## What the exercise asks
The string "crate" appears in some lines of the entries that follow; copy each such line.

## Data for review
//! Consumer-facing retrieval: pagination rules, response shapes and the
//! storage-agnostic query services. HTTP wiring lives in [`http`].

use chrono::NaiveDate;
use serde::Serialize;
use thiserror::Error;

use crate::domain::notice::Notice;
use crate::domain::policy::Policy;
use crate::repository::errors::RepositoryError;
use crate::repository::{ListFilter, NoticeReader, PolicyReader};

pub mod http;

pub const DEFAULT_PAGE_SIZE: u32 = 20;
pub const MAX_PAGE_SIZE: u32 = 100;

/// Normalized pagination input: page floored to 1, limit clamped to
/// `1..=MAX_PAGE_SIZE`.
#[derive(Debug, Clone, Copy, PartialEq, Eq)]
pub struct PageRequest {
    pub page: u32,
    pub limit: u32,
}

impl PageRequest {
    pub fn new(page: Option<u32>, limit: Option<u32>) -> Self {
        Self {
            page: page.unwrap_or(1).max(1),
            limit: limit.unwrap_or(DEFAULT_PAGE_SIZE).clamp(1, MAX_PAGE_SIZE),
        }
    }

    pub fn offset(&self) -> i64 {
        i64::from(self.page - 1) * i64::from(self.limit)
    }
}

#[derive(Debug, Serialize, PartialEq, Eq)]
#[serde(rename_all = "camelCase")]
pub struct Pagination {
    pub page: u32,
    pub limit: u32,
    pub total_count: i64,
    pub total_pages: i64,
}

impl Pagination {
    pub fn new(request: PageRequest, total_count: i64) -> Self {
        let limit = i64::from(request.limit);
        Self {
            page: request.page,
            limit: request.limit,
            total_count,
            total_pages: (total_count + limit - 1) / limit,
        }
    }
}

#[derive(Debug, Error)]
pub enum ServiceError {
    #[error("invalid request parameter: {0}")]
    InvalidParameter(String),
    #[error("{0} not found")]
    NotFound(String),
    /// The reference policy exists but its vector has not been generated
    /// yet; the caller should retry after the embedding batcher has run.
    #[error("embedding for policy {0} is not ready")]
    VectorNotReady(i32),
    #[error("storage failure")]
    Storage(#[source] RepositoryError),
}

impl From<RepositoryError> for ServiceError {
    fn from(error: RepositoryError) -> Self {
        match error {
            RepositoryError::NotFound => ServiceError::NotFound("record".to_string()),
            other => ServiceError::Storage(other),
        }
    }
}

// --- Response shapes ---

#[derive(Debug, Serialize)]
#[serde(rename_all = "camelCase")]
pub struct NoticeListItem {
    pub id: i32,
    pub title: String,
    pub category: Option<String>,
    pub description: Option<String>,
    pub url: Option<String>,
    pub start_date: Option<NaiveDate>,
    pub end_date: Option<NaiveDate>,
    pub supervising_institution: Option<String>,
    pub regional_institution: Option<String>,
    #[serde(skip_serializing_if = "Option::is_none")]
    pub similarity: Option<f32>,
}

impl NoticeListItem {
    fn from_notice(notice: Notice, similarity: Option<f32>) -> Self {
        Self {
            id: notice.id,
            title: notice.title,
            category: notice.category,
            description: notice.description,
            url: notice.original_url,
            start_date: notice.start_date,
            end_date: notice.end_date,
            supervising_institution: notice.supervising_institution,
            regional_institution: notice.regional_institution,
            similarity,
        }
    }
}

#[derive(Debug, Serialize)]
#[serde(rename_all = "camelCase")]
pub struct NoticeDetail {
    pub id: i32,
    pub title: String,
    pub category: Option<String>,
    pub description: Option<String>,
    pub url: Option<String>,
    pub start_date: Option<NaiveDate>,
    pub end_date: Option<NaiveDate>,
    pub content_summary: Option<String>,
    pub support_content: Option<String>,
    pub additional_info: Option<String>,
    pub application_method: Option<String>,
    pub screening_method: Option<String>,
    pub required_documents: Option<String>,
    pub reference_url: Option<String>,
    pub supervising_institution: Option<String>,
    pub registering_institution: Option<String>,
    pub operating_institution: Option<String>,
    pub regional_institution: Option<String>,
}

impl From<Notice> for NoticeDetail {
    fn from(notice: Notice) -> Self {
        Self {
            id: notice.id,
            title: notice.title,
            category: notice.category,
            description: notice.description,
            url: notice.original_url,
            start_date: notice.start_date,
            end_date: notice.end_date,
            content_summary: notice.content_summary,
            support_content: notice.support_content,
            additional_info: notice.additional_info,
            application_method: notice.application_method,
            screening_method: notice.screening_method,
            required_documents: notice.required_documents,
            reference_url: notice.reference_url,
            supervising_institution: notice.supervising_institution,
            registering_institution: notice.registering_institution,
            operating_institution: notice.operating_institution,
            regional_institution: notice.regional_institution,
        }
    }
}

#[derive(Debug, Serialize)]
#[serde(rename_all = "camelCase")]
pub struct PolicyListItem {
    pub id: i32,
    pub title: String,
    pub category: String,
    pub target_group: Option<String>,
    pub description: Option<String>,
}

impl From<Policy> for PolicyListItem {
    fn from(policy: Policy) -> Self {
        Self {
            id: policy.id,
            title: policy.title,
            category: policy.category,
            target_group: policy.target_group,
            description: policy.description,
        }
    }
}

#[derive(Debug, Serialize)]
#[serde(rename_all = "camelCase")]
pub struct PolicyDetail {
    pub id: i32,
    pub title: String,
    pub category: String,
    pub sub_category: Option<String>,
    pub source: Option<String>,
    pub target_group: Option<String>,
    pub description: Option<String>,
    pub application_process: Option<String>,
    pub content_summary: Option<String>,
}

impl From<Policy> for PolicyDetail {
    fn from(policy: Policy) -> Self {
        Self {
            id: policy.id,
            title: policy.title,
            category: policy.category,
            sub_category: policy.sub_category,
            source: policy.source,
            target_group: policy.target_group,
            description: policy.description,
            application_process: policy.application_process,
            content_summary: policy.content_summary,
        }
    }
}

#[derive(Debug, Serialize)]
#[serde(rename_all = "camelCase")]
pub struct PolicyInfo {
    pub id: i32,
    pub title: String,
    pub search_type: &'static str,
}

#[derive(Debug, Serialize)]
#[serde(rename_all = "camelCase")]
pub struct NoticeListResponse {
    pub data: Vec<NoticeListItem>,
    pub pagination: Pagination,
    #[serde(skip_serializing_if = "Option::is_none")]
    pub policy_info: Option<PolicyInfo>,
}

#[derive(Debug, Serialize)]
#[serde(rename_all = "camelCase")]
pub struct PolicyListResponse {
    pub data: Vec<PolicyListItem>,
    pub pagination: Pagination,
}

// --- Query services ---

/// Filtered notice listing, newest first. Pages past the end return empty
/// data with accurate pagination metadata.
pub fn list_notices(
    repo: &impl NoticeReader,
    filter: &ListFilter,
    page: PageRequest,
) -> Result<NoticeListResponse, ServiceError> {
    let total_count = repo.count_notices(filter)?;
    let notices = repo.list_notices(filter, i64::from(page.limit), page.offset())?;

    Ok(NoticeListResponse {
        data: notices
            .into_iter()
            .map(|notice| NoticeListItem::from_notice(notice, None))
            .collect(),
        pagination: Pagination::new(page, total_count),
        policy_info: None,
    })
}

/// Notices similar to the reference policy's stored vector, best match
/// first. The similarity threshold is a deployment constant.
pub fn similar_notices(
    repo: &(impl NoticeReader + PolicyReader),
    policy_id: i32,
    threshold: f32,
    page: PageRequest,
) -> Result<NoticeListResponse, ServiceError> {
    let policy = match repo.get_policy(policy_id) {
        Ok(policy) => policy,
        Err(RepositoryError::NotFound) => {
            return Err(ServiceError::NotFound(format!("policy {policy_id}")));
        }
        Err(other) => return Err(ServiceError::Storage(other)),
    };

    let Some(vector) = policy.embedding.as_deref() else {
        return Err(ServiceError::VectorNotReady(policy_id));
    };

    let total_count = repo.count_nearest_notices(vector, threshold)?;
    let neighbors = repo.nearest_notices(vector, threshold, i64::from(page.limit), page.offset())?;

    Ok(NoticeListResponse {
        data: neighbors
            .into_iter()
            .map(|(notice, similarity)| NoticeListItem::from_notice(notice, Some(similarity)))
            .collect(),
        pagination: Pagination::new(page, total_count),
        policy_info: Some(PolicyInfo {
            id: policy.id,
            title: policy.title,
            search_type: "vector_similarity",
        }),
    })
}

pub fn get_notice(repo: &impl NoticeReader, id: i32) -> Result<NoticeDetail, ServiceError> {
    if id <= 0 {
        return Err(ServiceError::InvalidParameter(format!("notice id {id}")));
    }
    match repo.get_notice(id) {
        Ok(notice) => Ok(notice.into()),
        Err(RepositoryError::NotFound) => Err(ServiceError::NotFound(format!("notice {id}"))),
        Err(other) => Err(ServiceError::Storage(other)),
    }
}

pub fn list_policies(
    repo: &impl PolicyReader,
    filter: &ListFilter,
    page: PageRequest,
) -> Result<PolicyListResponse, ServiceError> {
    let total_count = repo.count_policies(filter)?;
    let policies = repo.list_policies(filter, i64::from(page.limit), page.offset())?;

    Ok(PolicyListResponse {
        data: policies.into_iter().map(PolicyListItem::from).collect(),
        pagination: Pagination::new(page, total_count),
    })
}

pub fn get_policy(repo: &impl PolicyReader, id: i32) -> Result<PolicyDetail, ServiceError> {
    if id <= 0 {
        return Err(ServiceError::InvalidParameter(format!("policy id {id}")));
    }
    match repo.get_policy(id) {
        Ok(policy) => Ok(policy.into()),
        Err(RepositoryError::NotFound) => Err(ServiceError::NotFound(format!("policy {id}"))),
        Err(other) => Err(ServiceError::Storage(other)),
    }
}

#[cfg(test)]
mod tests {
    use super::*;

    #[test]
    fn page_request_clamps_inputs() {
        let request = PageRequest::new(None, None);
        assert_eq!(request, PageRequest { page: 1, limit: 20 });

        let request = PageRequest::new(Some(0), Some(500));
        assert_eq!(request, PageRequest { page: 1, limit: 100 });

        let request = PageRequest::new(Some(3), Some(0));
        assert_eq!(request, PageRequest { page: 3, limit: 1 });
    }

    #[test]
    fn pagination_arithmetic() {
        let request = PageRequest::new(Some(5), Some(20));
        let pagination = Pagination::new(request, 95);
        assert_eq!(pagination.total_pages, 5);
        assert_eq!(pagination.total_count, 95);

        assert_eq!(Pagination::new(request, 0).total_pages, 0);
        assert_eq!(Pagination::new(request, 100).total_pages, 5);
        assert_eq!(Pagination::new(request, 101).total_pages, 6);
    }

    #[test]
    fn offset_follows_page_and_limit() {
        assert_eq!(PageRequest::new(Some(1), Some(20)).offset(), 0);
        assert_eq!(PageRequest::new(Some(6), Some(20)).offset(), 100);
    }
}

---

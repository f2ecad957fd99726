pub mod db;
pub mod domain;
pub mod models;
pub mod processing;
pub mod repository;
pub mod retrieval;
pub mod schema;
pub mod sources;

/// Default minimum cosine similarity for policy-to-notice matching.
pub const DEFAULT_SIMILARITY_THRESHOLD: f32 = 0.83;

* * *

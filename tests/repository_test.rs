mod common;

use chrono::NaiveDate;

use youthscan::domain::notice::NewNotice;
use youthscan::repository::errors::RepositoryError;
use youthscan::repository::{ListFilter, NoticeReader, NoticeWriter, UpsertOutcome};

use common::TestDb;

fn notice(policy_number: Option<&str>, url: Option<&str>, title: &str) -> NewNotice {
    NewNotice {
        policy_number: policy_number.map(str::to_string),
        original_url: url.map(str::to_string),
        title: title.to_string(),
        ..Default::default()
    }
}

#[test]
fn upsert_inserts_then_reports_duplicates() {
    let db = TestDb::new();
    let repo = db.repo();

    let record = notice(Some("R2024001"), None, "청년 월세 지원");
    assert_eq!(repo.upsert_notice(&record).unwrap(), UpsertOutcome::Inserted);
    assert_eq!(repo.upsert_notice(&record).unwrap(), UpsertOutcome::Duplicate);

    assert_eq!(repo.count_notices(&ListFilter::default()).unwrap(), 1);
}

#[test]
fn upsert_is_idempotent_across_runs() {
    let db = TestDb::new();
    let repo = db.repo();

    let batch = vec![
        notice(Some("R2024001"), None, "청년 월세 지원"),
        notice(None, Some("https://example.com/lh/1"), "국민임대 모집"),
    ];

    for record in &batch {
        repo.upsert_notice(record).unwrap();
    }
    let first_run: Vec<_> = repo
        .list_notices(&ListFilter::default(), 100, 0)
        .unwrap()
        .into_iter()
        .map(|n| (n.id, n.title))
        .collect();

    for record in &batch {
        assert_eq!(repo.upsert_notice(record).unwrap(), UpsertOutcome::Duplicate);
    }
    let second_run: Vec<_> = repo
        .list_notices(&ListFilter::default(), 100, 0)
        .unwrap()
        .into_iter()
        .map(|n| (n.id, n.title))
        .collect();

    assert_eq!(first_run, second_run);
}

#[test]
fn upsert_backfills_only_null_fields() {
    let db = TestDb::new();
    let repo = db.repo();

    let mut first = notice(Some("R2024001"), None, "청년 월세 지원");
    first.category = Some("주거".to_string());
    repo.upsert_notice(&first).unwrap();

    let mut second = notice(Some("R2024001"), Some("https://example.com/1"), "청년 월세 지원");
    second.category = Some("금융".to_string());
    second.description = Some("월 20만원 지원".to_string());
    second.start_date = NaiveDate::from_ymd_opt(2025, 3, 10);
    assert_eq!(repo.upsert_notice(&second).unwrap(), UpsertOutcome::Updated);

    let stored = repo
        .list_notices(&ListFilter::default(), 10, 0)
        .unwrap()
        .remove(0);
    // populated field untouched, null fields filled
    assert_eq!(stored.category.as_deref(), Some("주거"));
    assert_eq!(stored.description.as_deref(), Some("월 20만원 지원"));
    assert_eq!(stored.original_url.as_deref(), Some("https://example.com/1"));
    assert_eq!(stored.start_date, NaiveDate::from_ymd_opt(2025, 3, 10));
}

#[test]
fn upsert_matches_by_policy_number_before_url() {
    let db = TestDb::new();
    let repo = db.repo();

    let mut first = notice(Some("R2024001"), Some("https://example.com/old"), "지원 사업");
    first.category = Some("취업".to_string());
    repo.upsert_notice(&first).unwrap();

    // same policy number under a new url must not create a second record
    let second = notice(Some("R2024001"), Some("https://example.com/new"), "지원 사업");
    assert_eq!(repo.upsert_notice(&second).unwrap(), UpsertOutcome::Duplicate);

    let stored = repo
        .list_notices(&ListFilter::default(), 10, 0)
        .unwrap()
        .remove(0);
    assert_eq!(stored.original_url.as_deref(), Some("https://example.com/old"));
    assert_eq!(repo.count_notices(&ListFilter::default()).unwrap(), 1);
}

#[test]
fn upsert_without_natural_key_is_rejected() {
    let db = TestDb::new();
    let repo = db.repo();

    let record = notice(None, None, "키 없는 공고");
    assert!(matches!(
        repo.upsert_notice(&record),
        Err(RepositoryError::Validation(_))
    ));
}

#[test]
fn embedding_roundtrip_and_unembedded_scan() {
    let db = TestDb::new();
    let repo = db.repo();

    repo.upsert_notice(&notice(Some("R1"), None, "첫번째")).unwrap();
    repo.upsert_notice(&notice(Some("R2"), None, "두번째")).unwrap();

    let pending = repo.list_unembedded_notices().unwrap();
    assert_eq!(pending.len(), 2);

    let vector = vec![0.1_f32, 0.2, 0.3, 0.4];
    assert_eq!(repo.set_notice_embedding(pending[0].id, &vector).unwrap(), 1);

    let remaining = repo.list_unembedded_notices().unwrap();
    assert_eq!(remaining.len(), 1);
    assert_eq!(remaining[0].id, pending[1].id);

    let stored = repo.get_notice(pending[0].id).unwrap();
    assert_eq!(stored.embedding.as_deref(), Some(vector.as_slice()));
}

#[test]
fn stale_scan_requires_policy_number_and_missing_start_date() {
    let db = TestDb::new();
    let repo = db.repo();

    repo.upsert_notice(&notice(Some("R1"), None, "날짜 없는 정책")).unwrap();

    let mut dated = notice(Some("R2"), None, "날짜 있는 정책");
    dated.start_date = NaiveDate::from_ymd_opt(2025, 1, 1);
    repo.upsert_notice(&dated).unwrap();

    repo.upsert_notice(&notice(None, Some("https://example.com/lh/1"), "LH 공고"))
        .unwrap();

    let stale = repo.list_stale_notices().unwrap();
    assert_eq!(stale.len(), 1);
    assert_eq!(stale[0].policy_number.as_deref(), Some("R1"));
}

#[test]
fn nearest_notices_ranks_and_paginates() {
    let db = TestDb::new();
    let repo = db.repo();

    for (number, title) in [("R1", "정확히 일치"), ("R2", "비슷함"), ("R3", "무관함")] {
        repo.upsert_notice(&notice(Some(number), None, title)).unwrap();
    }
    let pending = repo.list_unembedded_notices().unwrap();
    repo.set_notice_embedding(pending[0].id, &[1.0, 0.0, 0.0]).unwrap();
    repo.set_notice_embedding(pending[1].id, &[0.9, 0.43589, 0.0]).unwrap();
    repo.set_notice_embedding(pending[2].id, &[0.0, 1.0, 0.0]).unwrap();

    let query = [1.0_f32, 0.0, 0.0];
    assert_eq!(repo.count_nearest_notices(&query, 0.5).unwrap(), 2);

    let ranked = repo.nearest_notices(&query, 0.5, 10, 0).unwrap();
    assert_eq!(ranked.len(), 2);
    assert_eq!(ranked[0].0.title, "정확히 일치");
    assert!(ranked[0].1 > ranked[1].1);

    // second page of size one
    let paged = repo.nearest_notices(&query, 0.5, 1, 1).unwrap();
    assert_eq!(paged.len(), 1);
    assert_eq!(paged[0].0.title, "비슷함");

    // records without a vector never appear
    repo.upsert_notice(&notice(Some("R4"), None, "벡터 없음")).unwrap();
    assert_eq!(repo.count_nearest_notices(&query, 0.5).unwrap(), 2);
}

## Your solution
use crate::domain::notice::Notice;
use crate::domain::policy::Policy;
use crate::repository::errors::RepositoryError;
use crate::repository::{ListFilter, NoticeReader, PolicyReader};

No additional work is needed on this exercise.